» **WHAT YOU SHOULD DO**:
Looking at the records below, say how many lines contain "drawn". Nothing else belongs in the answer.

» **THE RECORDS**:
******
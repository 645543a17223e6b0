use canvas_ai::gemini::VisionModel;
use canvas_ai::process::{handle_process, ProcessRequest};
use serde_json::json;
use std::sync::Mutex;

/// Canned vision model for exercising the handler without the network.
struct StubModel {
    reply: Result<String, String>,
    seen: Mutex<Vec<String>>,
}

impl StubModel {
    fn replying(text: &str) -> Self {
        Self {
            reply: Ok(text.to_string()),
            seen: Mutex::new(Vec::new()),
        }
    }

    fn failing(message: &str) -> Self {
        Self {
            reply: Err(message.to_string()),
            seen: Mutex::new(Vec::new()),
        }
    }
}

impl VisionModel for StubModel {
    fn describe_image(&self, jpeg_base64: &str) -> anyhow::Result<String> {
        self.seen.lock().unwrap().push(jpeg_base64.to_string());
        match &self.reply {
            Ok(text) => Ok(text.clone()),
            Err(message) => Err(anyhow::anyhow!("{message}")),
        }
    }
}

fn request(image: Option<&str>) -> ProcessRequest {
    ProcessRequest {
        image: image.map(str::to_string),
    }
}

#[test]
fn missing_image_returns_exact_400_payload() {
    let model = StubModel::replying("unused");
    let response = handle_process(&request(None), &model);

    assert_eq!(response.status, 400);
    assert_eq!(response.body, json!({ "error": "Image is required" }));
    assert!(model.seen.lock().unwrap().is_empty(), "model must not be called");
}

#[test]
fn empty_image_string_is_treated_as_missing() {
    let model = StubModel::replying("unused");
    let response = handle_process(&request(Some("")), &model);
    assert_eq!(response.status, 400);
}

#[test]
fn mathematical_reply_returns_typed_200() {
    let model = StubModel::replying("{\"computed_result\": 14}");
    let response = handle_process(&request(Some("aGVsbG8=")), &model);

    assert_eq!(response.status, 200);
    assert_eq!(
        response.body,
        json!({ "type": "mathematical", "result": 14.0 })
    );
}

#[test]
fn caption_reply_returns_typed_200() {
    let model = StubModel::replying("A hand-drawn cat sitting on a mat");
    let response = handle_process(&request(Some("aGVsbG8=")), &model);

    assert_eq!(response.status, 200);
    assert_eq!(
        response.body,
        json!({ "type": "caption", "result": "A hand-drawn cat sitting on a mat" })
    );
}

#[test]
fn data_url_prefix_is_stripped_before_the_model_sees_the_image() {
    let model = StubModel::replying("{\"computed_result\": 2}");
    let response = handle_process(
        &request(Some("data:image/jpeg;base64,c29tZWJ5dGVz")),
        &model,
    );

    assert_eq!(response.status, 200);
    assert_eq!(model.seen.lock().unwrap().as_slice(), ["c29tZWJ5dGVz"]);
}

#[test]
fn model_failure_returns_500_with_details() {
    let model = StubModel::failing("quota exceeded");
    let response = handle_process(&request(Some("aGVsbG8=")), &model);

    assert_eq!(response.status, 500);
    assert_eq!(
        response.body,
        json!({ "error": "Internal server error", "details": "quota exceeded" })
    );
    assert_eq!(response.error_details().as_deref(), Some("quota exceeded"));
}

#[test]
fn prose_wrapped_json_still_classifies_as_mathematical() {
    let model = StubModel::replying("Sure! {\"computed_result\": 25.866} there you go");
    let response = handle_process(&request(Some("aGVsbG8=")), &model);

    assert_eq!(response.status, 200);
    assert_eq!(response.body["type"], "mathematical");
    assert_eq!(response.body["result"], 25.866);
}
******
» **RESPONSE**:
2